Pattern Recognition ( IF 7.5 ) Pub Date : 2021-02-14 , DOI: 10.1016/j.patcog.2021.107846 Yi Jin , Yue Zhang , Yigang Cen , Yidong Li , Vladimir Mladenovic , Viacheslav Voronin
Pedestrian detection has emerged as a fundamental technology for autonomous cars, robotics, pedestrian search, and other applications. Although many excellent object detection algorithms can be used for pedestrian detection, it is still a challenging problem due to the complicated real-world scenarios, e.g., the detection of pedestrians in low-quality surveillance videos.
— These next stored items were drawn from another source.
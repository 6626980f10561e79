//! Transaction repository implementation.

use async_trait::async_trait;
use chrono::{DateTime, Utc};
use sea_orm::{
    sea_query::Expr, ActiveModelTrait, ColumnTrait, DatabaseConnection, EntityTrait, NotSet,
    QueryFilter, QueryOrder, Set,
};

use super::base;
use super::entities::transaction::{self, ActiveModel, Entity as TransactionEntity, Status};
use common::{AppError, AppResult};
use domain::{NewTransaction, Transaction, TransactionStatus};

#[cfg(any(test, feature = "test-utils"))]
use mockall::automock;

/// Transaction repository trait for dependency injection.
#[cfg_attr(any(test, feature = "test-utils"), automock)]
#[async_trait]
pub trait TransactionRepository: Send + Sync {
    async fn find_by_id(&self, id: i32) -> AppResult<Option<Transaction>>;

    /// Insert a pending transaction
    async fn create(&self, input: NewTransaction) -> AppResult<Transaction>;

    /// Move a transaction from `from` to `to` in one conditional update.
    ///
    /// Returns `false` when no row with that ID is currently in `from`;
    /// the row is left untouched in that case.
    async fn transition(
        &self,
        id: i32,
        from: TransactionStatus,
        to: TransactionStatus,
        completed_at: Option<DateTime<Utc>>,
    ) -> AppResult<bool>;

    async fn delete(&self, id: i32) -> AppResult<()>;

    /// Transactions against a listing
    async fn list_by_listing(&self, listing_id: i32) -> AppResult<Vec<Transaction>>;

    /// Transactions requested by a user
    async fn list_by_requester(&self, user_id: i32) -> AppResult<Vec<Transaction>>;
}

/// Concrete implementation of TransactionRepository
pub struct TransactionStore {
    db: DatabaseConnection,
}

impl TransactionStore {
    pub fn new(db: DatabaseConnection) -> Self {
        Self { db }
    }

    async fn list_where(&self, column: transaction::Column, id: i32) -> AppResult<Vec<Transaction>> {
        let models = TransactionEntity::find()
            .filter(column.eq(id))
            .order_by_asc(transaction::Column::Id)
            .all(&self.db)
            .await
            .map_err(AppError::from)?;

        Ok(models.into_iter().map(Transaction::from).collect())
    }
}

#[async_trait]
impl TransactionRepository for TransactionStore {
    async fn find_by_id(&self, id: i32) -> AppResult<Option<Transaction>> {
        let result = base::find_by_id::<TransactionEntity>(&self.db, id).await?;
        Ok(result.map(Transaction::from))
    }

    async fn create(&self, input: NewTransaction) -> AppResult<Transaction> {
        let active_model = ActiveModel {
            id: NotSet,
            listing_id: Set(input.listing_id),
            requester_id: Set(input.requester_id),
            status: Set(Status::Pending),
            created_at: Set(Utc::now()),
            completed_at: Set(None),
        };

        let model = active_model.insert(&self.db).await.map_err(AppError::from)?;
        tracing::info!(
            transaction_id = model.id,
            listing_id = model.listing_id,
            requester_id = model.requester_id,
            "Transaction requested"
        );
        Ok(Transaction::from(model))
    }

    async fn transition(
        &self,
        id: i32,
        from: TransactionStatus,
        to: TransactionStatus,
        completed_at: Option<DateTime<Utc>>,
    ) -> AppResult<bool> {
        let result = TransactionEntity::update_many()
            .col_expr(transaction::Column::Status, Expr::value(Status::from(to)))
            .col_expr(transaction::Column::CompletedAt, Expr::value(completed_at))
            .filter(transaction::Column::Id.eq(id))
            .filter(transaction::Column::Status.eq(Status::from(from)))
            .exec(&self.db)
            .await
            .map_err(AppError::from)?;

        let applied = result.rows_affected == 1;
        if applied {
            tracing::info!(transaction_id = id, %from, %to, "Transaction status changed");
        }
        Ok(applied)
    }

    async fn delete(&self, id: i32) -> AppResult<()> {
        base::delete_by_id::<TransactionEntity>(&self.db, id).await?;
        tracing::info!(transaction_id = id, "Transaction deleted");
        Ok(())
    }

    async fn list_by_listing(&self, listing_id: i32) -> AppResult<Vec<Transaction>> {
        self.list_where(transaction::Column::ListingId, listing_id).await
    }

    async fn list_by_requester(&self, user_id: i32) -> AppResult<Vec<Transaction>> {
        self.list_where(transaction::Column::RequesterId, user_id).await
    }
}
In this paper, we aim to study the challenging topic of pedestrian detection in low-quality images. Low-quality images are interpreted as those taken with a low-resolution camera, heavy weather or a blurred scene, making it difficult to distinguish pedestrians from the background. To solve this problem, we first introduce a dataset called playground (PG) for low-quality image detection. Images from PG are shot using two different camera views, and pedestrian images are taken at different periods, including day and night. The dataset contains a total of 5,752 images with 31,041 annotations. The average size of the pedestrian is and the image size is 480 640, indicating that these images are taken from very long distances. Then, we propose a super-resolution detection (SRD) network to enhance the resolution of low-quality images that can help distinguish pedestrians from the blurred background. Finally, based on these enhanced images, we adopt and improve the Faster R-CNN network to help relocate occluded pedestrians. Experimental results on this new dataset proved the efficiency and effectiveness of our algorithm on low-quality images.
中文翻译:
行人检测与超分辨率重建,用于低质量图像
行人检测已成为自动驾驶汽车,机器人技术,行人搜索和其他应用程序的基本技术。尽管许多优秀的对象检测算法可用于行人检测,但是由于复杂的现实世界场景(例如,低质量监控视频中的行人检测),它仍然是一个具有挑战性的问题。本文旨在研究低质量图像中行人检测的挑战性课题。低质量图像被解释为是使用低分辨率相机,恶劣天气或场景模糊所拍摄的图像,因此很难区分行人和背景。为了解决这个问题,我们首先引入了称为运动场(PG)的数据集,用于低质量图像检测。PG的图像是使用两种不同的相机视图拍摄的,行人图像是在不同的时间段拍摄的,包括白天和黑夜。数据集总共包含5,752张图像和31,041条注释。行人的平均人数为 图像尺寸为480 640,表示这些图像是从很远的距离拍摄的。然后,我们提出了一种超分辨率检测(SRD)网络,以增强低质量图像的分辨率,从而有助于将行人与模糊背景区分开。最后,基于这些增强的图像,我们采用并改进了Faster R-CNN网络,以帮助重新安置被遮挡的行人。在这个新数据集上的实验结果证明了我们的算法在低质量图像上的有效性和有效性。